The recently developed Interferometric Synthetic Aperture Radar (InSAR) is technology that has been successfully used to two-dimensionally observe ground surface displacement within a broad area of a few tens of km2 or broader with a measurement sensitivity ranging from a few centimeters to a few millimeters.
For past 15 years, InSAR has been used to observe earthquakes, volcanos, glaciers, landslides, groundwater pumping, the subsidence of reclaimed land, the subsidence of abandoned mines, etc. The data generated by InSAR is called a radar interferogram. Precise ground surface displacement can be observed from such a radar interferogram in the line-of-sight (LOS) of an antenna.
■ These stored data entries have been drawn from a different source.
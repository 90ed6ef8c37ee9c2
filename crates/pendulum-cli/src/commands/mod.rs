pub mod config;
pub mod fit;
pub mod info;
pub mod track;

use std::path::Path;

use anyhow::{Context, Result};
use clap::ValueEnum;
use pendulum_core::fit::oscillator::FitBounds;
use pendulum_core::frame::SourceInfo;
use pendulum_core::io::{ImageSequenceSource, SerSource, VideoSource};
use pendulum_core::physics::FrequencyConvention;
use pendulum_core::tracker::TrackerConfig;

/// Open a SER file, or a directory of images, as a video source.
pub fn open_source(path: &Path, fps: f64) -> Result<(Box<dyn VideoSource>, SourceInfo)> {
    if path.is_dir() {
        let source = ImageSequenceSource::open(path, fps)
            .with_context(|| format!("Failed to open image sequence {}", path.display()))?;
        let info = source.source_info();
        Ok((Box::new(source), info))
    } else {
        let source = SerSource::open(path, fps)
            .with_context(|| format!("Failed to open SER file {}", path.display()))?;
        let info = source.source_info();
        Ok((Box::new(source), info))
    }
}

pub fn load_config(path: Option<&Path>) -> Result<TrackerConfig> {
    let Some(path) = path else {
        return Ok(TrackerConfig::default());
    };
    let text = std::fs::read_to_string(path)
        .with_context(|| format!("Failed to read config {}", path.display()))?;
    TrackerConfig::from_toml(&text)
        .with_context(|| format!("Failed to parse config {}", path.display()))
}

#[derive(Clone, Copy, ValueEnum)]
pub enum ConventionArg {
    Omega,
    Hertz,
}

impl From<ConventionArg> for FrequencyConvention {
    fn from(arg: ConventionArg) -> Self {
        match arg {
            ConventionArg::Omega => FrequencyConvention::AngularFrequency,
            ConventionArg::Hertz => FrequencyConvention::Hertz,
        }
    }
}

pub fn bounds_for(bounded: bool) -> FitBounds {
    if bounded {
        FitBounds::Physical
    } else {
        FitBounds::None
    }
}
use crate::fit::circle::CircleFit;
use crate::frame::{Detection, Frame, Mask, PositionSample};
use crate::io::image_io::mask_to_frame;

#[derive(Clone, Debug)]
pub enum FramePayload {
    Raw(Frame),
    Annotated(Frame),
    Mask(Mask),
}

impl FramePayload {
    /// The payload as an image; masks render white on black.
    pub fn to_frame(&self) -> Frame {
        match self {
            Self::Raw(f) | Self::Annotated(f) => f.clone(),
            Self::Mask(m) => mask_to_frame(m),
        }
    }
}

/// Geometry known after a sampling frame.
#[derive(Clone, Copy, Debug, PartialEq)]
pub struct GeometryUpdate {
    /// Last successful circle fit, if any.
    pub circle: Option<CircleFit>,
    /// `(bbox_w + bbox_h) / 4` of the latest detection.
    pub bob_radius: f64,
    /// Horizontal extent of the bob's raw centroid over the run so far.
    pub x_min: f64,
    pub x_max: f64,
}

#[derive(Clone, Debug, PartialEq)]
pub enum FinishReason {
    EndOfStream,
    Stopped,
    /// The source failed; the run ended with what it had.
    SourceError(String),
}

impl std::fmt::Display for FinishReason {
    fn fmt(&self, f: &mut std::fmt::Formatter<'_>) -> std::fmt::Result {
        match self {
            Self::EndOfStream => write!(f, "end of stream"),
            Self::Stopped => write!(f, "stopped"),
            Self::SourceError(e) => write!(f, "source error: {e}"),
        }
    }
}

/// Notifications from the tracker worker, in the order they happen.
#[derive(Clone, Debug)]
pub enum TrackerEvent {
    Frame {
        frame_index: usize,
        detection: Option<Detection>,
        payload: Option<FramePayload>,
    },
    Sample(PositionSample),
    Geometry(GeometryUpdate),
    Finished {
        frames: usize,
        samples: usize,
        reason: FinishReason,
    },
}
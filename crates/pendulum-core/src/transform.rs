//! Image coordinates to the pivot-centred, rotation-corrected frame.
//!
//! The point and pivot are flipped to a y-up frame, the point is rotated about
//! the pivot by `-theta`, and the result is flipped back to image (y-down)
//! coordinates. The output stays in absolute image units; its `x` is the
//! along-swing coordinate fed to the oscillator fit.

use crate::consts::ROTATION_IDENTITY_EPSILON;
use crate::fit::circle::CircleFit;
use crate::frame::Point;

/// `(cos θ, sin θ)`, exact identity for negligible angles.
pub(crate) fn rotation(theta: f64) -> (f64, f64) {
    if theta.abs() < ROTATION_IDENTITY_EPSILON {
        (1.0, 0.0)
    } else {
        (theta.cos(), theta.sin())
    }
}

pub fn to_pivot_frame(point: Point, pivot: Point, theta: f64, frame_height: f64) -> Point {
    let point_up = frame_height - point.y;
    let pivot_up = frame_height - pivot.y;

    let dx = point.x - pivot.x;
    let dy = point_up - pivot_up;
    let (cos, sin) = rotation(-theta);
    let rx = dx * cos - dy * sin;
    let ry = dx * sin + dy * cos;

    Point::new(pivot.x + rx, frame_height - (pivot_up + ry))
}

/// Inverse of [`to_pivot_frame`].
pub fn from_pivot_frame(point: Point, pivot: Point, theta: f64, frame_height: f64) -> Point {
    to_pivot_frame(point, pivot, -theta, frame_height)
}

/// [`to_pivot_frame`] using the center and angle of a circle fit.
pub fn to_circle_frame(point: Point, fit: &CircleFit, frame_height: f64) -> Point {
    to_pivot_frame(point, fit.center(), fit.rotation_angle, frame_height)
}
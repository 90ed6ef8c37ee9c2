mod common;

use std::sync::atomic::AtomicBool;
use std::sync::mpsc;

use common::{disc_frame, horizontal_frames, pendulum_frames, BACKGROUND, BOB_COLOR};
use pendulum_core::color::HsvRange;
use pendulum_core::error::{PendulumError, Result};
use pendulum_core::frame::Frame;
use pendulum_core::io::{InMemorySource, VideoSource};
use pendulum_core::physics::{pendulum_length, FrequencyConvention};
use pendulum_core::tracker::{
    analyze, run_tracker, spawn_tracker, FinishReason, FramePayload, FramePayloadKind,
    ThresholdHandle, TrackerConfig, TrackerEvent, TrackingSession,
};

const FPS: f64 = 10.0;

/// Yields `good` frames, then fails.
struct FailingSource {
    frames: Vec<Frame>,
}

impl VideoSource for FailingSource {
    fn frame_rate(&self) -> f64 {
        FPS
    }

    fn dimensions(&self) -> (usize, usize) {
        (320, 240)
    }

    fn next_frame(&mut self) -> Result<Option<Frame>> {
        match self.frames.pop() {
            Some(f) => Ok(Some(f)),
            None => Err(PendulumError::InvalidSer("device unplugged".into())),
        }
    }
}

fn bob_frame() -> Frame {
    disc_frame(320, 240, (100.0, 120.0), 10.0, BOB_COLOR, BACKGROUND)
}

// ---------------------------------------------------------------------------
// End to end
// ---------------------------------------------------------------------------

#[test]
fn test_end_to_end_recovers_motion() {
    let source = InMemorySource::new(pendulum_frames(120, FPS), FPS);
    let config = TrackerConfig::default();

    let (handle, events) =
        spawn_tracker(source, config.clone(), ThresholdHandle::default()).unwrap();
    let events: Vec<TrackerEvent> = events.iter().collect();
    let (record, reason) = handle.join().unwrap();

    assert_eq!(reason, FinishReason::EndOfStream);
    assert_eq!(record.frames_processed, 120);
    assert_eq!(record.series.len(), 24);
    assert_eq!(record.samples.len(), 24);
    assert!(record.circle.is_some());
    assert!((record.bob_radius.unwrap() - 10.0).abs() < 1.0);

    let frame_events = events
        .iter()
        .filter(|e| matches!(e, TrackerEvent::Frame { .. }))
        .count();
    let sample_events = events
        .iter()
        .filter(|e| matches!(e, TrackerEvent::Sample(_)))
        .count();
    assert_eq!(frame_events, 120);
    assert_eq!(sample_events, 24);
    assert!(matches!(
        events.last(),
        Some(TrackerEvent::Finished {
            frames: 120,
            samples: 24,
            reason: FinishReason::EndOfStream
        })
    ));

    for (i, s) in record.series.iter().enumerate() {
        assert!((s.time - i as f64 * 0.5).abs() < 1e-12);
    }

    let analysis =
        analyze(&record, &config.oscillator, FrequencyConvention::AngularFrequency).unwrap();
    let omega = analysis.params.angular_frequency;
    let amplitude = analysis.params.amplitude;
    let pi = std::f64::consts::PI;
    assert!((omega - pi).abs() / pi < 0.05, "omega {omega}");
    assert!((amplitude - 50.0).abs() / 50.0 < 0.05, "amplitude {amplitude}");
    assert!((analysis.length - pendulum_length(omega)).abs() < 1e-12);
    assert!(analysis.surface_length.is_some());
}

#[test]
fn test_horizontal_motion_recovers_frequency_without_pivot() {
    let source = InMemorySource::new(horizontal_frames(120, FPS), FPS);
    let config = TrackerConfig::default();

    let (handle, _events) =
        spawn_tracker(source, config.clone(), ThresholdHandle::default()).unwrap();
    let (record, reason) = handle.join().unwrap();

    assert_eq!(reason, FinishReason::EndOfStream);
    assert_eq!(record.series.len(), 24);
    // Collinear samples never yield a pivot.
    assert!(record.circle.is_none());
    for s in &record.series {
        assert!((s.y - 120.0).abs() < 0.5);
    }

    let analysis =
        analyze(&record, &config.oscillator, FrequencyConvention::AngularFrequency).unwrap();
    let pi = std::f64::consts::PI;
    let omega = analysis.params.angular_frequency;
    let amplitude = analysis.params.amplitude;
    assert!((omega - pi).abs() / pi < 0.05, "omega {omega}");
    assert!((amplitude - 50.0).abs() / 50.0 < 0.05, "amplitude {amplitude}");
    assert!(analysis.surface_length.is_none());
}

#[test]
fn test_geometry_updates_track_extent() {
    let frames = pendulum_frames(40, FPS);
    let (tx, rx) = mpsc::channel();
    let stop = AtomicBool::new(false);

    run_tracker(
        InMemorySource::new(frames, FPS),
        TrackerConfig::default(),
        &ThresholdHandle::default(),
        &stop,
        &tx,
    );
    drop(tx);

    let updates: Vec<_> = rx
        .iter()
        .filter_map(|e| match e {
            TrackerEvent::Geometry(g) => Some(g),
            _ => None,
        })
        .collect();
    assert_eq!(updates.len(), 8);

    let last = updates.last().unwrap();
    assert!(last.x_min < 115.0 && last.x_max > 205.0);
    for pair in updates.windows(2) {
        assert!(pair[1].x_min <= pair[0].x_min);
        assert!(pair[1].x_max >= pair[0].x_max);
    }
    // Four samples are needed before the first circle fit.
    assert!(updates[0].circle.is_none());
    assert!(last.circle.is_some());
}

// ---------------------------------------------------------------------------
// Sampling policy
// ---------------------------------------------------------------------------

#[test]
fn test_sampling_cadence_and_cap() {
    let mut config = TrackerConfig::default();
    config.sampling.cadence = 2;
    config.sampling.max_samples = 5;

    let mut session = TrackingSession::new(config, FPS);
    let hsv = HsvRange::default();
    for frame in pendulum_frames(30, FPS) {
        session.process(frame, &hsv);
    }

    assert_eq!(session.frames_processed(), 30);
    assert_eq!(session.samples().len(), 5);
    assert_eq!(session.series().len(), 15);
    let indices: Vec<usize> = session.samples().iter().map(|s| s.frame_index).collect();
    assert_eq!(indices, vec![0, 2, 4, 6, 8]);
}

#[test]
fn test_frames_without_detection_are_skipped() {
    let mut session = TrackingSession::new(TrackerConfig::default(), FPS);
    let hsv = HsvRange::default();

    let outcome = session.process(Frame::filled(320, 240, BACKGROUND), &hsv);
    assert!(outcome.detection.is_none());
    assert!(outcome.sample.is_none());

    // Frame 1 is off-cadence, frame 5 is sampled.
    for _ in 1..5 {
        session.process(bob_frame(), &hsv);
    }
    let outcome = session.process(bob_frame(), &hsv);
    assert_eq!(outcome.frame_index, 5);
    let sample = outcome.sample.unwrap();
    assert!((sample.time - 0.5).abs() < 1e-12);
    assert_eq!(session.series().len(), 1);
}

#[test]
fn test_unusable_frame_rate_uses_fallback() {
    let session = TrackingSession::new(TrackerConfig::default(), 0.0);
    assert_eq!(session.frame_rate(), 30.0);
}

#[test]
fn test_payload_kinds() {
    let hsv = HsvRange::default();
    let mut config = TrackerConfig::default();

    config.output.payload = FramePayloadKind::Mask;
    let outcome = TrackingSession::new(config.clone(), FPS).process(bob_frame(), &hsv);
    match outcome.payload {
        Some(FramePayload::Mask(mask)) => assert!(mask[[120, 100]]),
        other => panic!("expected mask payload, got {other:?}"),
    }

    config.output.payload = FramePayloadKind::Annotated;
    let outcome = TrackingSession::new(config.clone(), FPS).process(bob_frame(), &hsv);
    match outcome.payload {
        Some(FramePayload::Annotated(frame)) => assert_ne!(frame.data, bob_frame().data),
        other => panic!("expected annotated payload, got {other:?}"),
    }

    config.output.payload = FramePayloadKind::None;
    let outcome = TrackingSession::new(config, FPS).process(bob_frame(), &hsv);
    assert!(outcome.payload.is_none());
}

// ---------------------------------------------------------------------------
// Cancellation, failures, shared thresholds
// ---------------------------------------------------------------------------

#[test]
fn test_stop_before_first_frame() {
    let (tx, rx) = mpsc::channel();
    let stop = AtomicBool::new(true);

    let (record, reason) = run_tracker(
        InMemorySource::new(pendulum_frames(10, FPS), FPS),
        TrackerConfig::default(),
        &ThresholdHandle::default(),
        &stop,
        &tx,
    );

    assert_eq!(reason, FinishReason::Stopped);
    assert_eq!(record.frames_processed, 0);
    assert!(matches!(
        rx.try_recv(),
        Ok(TrackerEvent::Finished {
            reason: FinishReason::Stopped,
            ..
        })
    ));
}

#[test]
fn test_stop_handle_ends_run() {
    let source = InMemorySource::new(pendulum_frames(200, FPS), FPS);
    let (handle, events) =
        spawn_tracker(source, TrackerConfig::default(), ThresholdHandle::default()).unwrap();
    handle.stop();

    let last = events.iter().last();
    let (record, reason) = handle.join().unwrap();
    assert!(matches!(last, Some(TrackerEvent::Finished { .. })));
    assert!(record.frames_processed <= 200);
    assert!(reason == FinishReason::Stopped || reason == FinishReason::EndOfStream);
}

#[test]
fn test_source_failure_ends_run_gracefully() {
    let (tx, rx) = mpsc::channel();
    let stop = AtomicBool::new(false);
    let source = FailingSource {
        frames: vec![bob_frame(); 3],
    };

    let (record, reason) = run_tracker(
        source,
        TrackerConfig::default(),
        &ThresholdHandle::default(),
        &stop,
        &tx,
    );

    assert!(matches!(reason, FinishReason::SourceError(_)));
    assert_eq!(record.frames_processed, 3);
    assert_eq!(record.series.len(), 1);
    drop(tx);
    assert!(matches!(rx.iter().last(), Some(TrackerEvent::Finished { .. })));
}

#[test]
fn test_dropped_observer_does_not_block() {
    let (tx, rx) = mpsc::channel();
    drop(rx);
    let stop = AtomicBool::new(false);

    let (record, reason) = run_tracker(
        InMemorySource::new(pendulum_frames(20, FPS), FPS),
        TrackerConfig::default(),
        &ThresholdHandle::default(),
        &stop,
        &tx,
    );
    assert_eq!(reason, FinishReason::EndOfStream);
    assert_eq!(record.series.len(), 4);
}

#[test]
fn test_thresholds_read_each_frame() {
    let (tx, _rx) = mpsc::channel();
    let stop = AtomicBool::new(false);
    let excluding = HsvRange {
        hmin: 50,
        hmax: 70,
        ..HsvRange::default()
    };

    let (record, _) = run_tracker(
        InMemorySource::new(pendulum_frames(20, FPS), FPS),
        TrackerConfig::default(),
        &ThresholdHandle::new(excluding),
        &stop,
        &tx,
    );
    assert!(record.series.is_empty());
    assert!(matches!(
        analyze(
            &record,
            &TrackerConfig::default().oscillator,
            FrequencyConvention::AngularFrequency
        ),
        Err(PendulumError::EmptySeries)
    ));
}

#[test]
fn test_threshold_handle_is_shared() {
    let handle = ThresholdHandle::default();
    let other = handle.clone();
    let range = HsvRange {
        hmin: 1,
        ..HsvRange::default()
    };
    other.set(range);
    assert_eq!(handle.get(), range);
}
However, this technology can observe only one-dimensional ground surface displacement in the direction of observation, and thus has a limitation in terms of the three-dimensional analysis of the mechanism of ground surface displacement in the case of seismic activity, volcanic eruption, a landslide, the movement of a glacier, or the like. Accordingly, many researchers have actively conducted research for two- or three-dimensional ground surface displacement in order to overcome the above disadvantage.
As an example, a method of determining ground surface displacements in a ground range direction and in a direction vertical with respect to a ground surface from a plurality of images having different paths using InSAR is known. However, this has the disadvantage of being unable to observe ground surface displacement in a direction of flight.
Furthermore, a method using a correlation coefficient between two images or various images was proposed, and has been widely used to observe three-dimensional ground surface displacement. However, since the accuracy of measured ground surface displacement is very low, this method can be applied only to a ground surface displacement of tens of cm or longer.
In contrast, MAI (multiple aperture SAR interferometry), recently developed and designed to improve the observational accuracy of ground surface displacement in a direction of flight, generates a forward-looking interferogram and a backward-looking interferogram through split-beam InSAR processing and generates an MAI interferogram from these two different interferograms. This method exhibits significantly higher accuracy than the method using a correlation coefficient. It is known that when an ERS SAR satellite image is used, it is possible to observe ground surface displacement in a direction of flight with an accuracy of about 8 cm at a coherence of 0.6. Furthermore, it is known that when an ALOS PALSAR satellite image is used, it is possible to observe 3D ground surface displacement in the east and in a vertical direction with an accuracy of about 2 cm and in the north with an accuracy of about 4 cm or lower.
Accordingly, Korean Patent 10-1111689 entitled “Method and Apparatus for Extracting 3D Ground Surface Displacement” proposes a technology that extracts a ground surface displacement in an LOS direction and a ground surface displacement in a direction of flight using an SAR interferogram and an MAI interferogram and extracts a 3D ground surface displacement from these ground surface displacements.
However, this related technology has the advantage of being able to observe accurate ground surface displacement using an SAR interferogram, but has a disadvantage in that an SAR interferogram may occasionally involve serious distortion, such as a striped pattern effect, due to an ionospheric change. That is, although this related technology proposes an attempt to increase accuracy by eliminating flat-earth phase, altitude phase, and residual phase attributable to matching error in the step of generating MAI data, this related technology cannot fundamentally overcome a distortion effect attributable to an ionospheric change.
Although such distortion appearing in an SAR interferogram should be corrected, a method capable of efficiently eliminating ionospheric distortion has not been developed yet because of the occurrence of a precision-related problem.
Therefore, there is a demand for a method that is capable of fulfilling accuracy while correcting an ionospheric distortion phenomenon that appears in an SAR interferogram.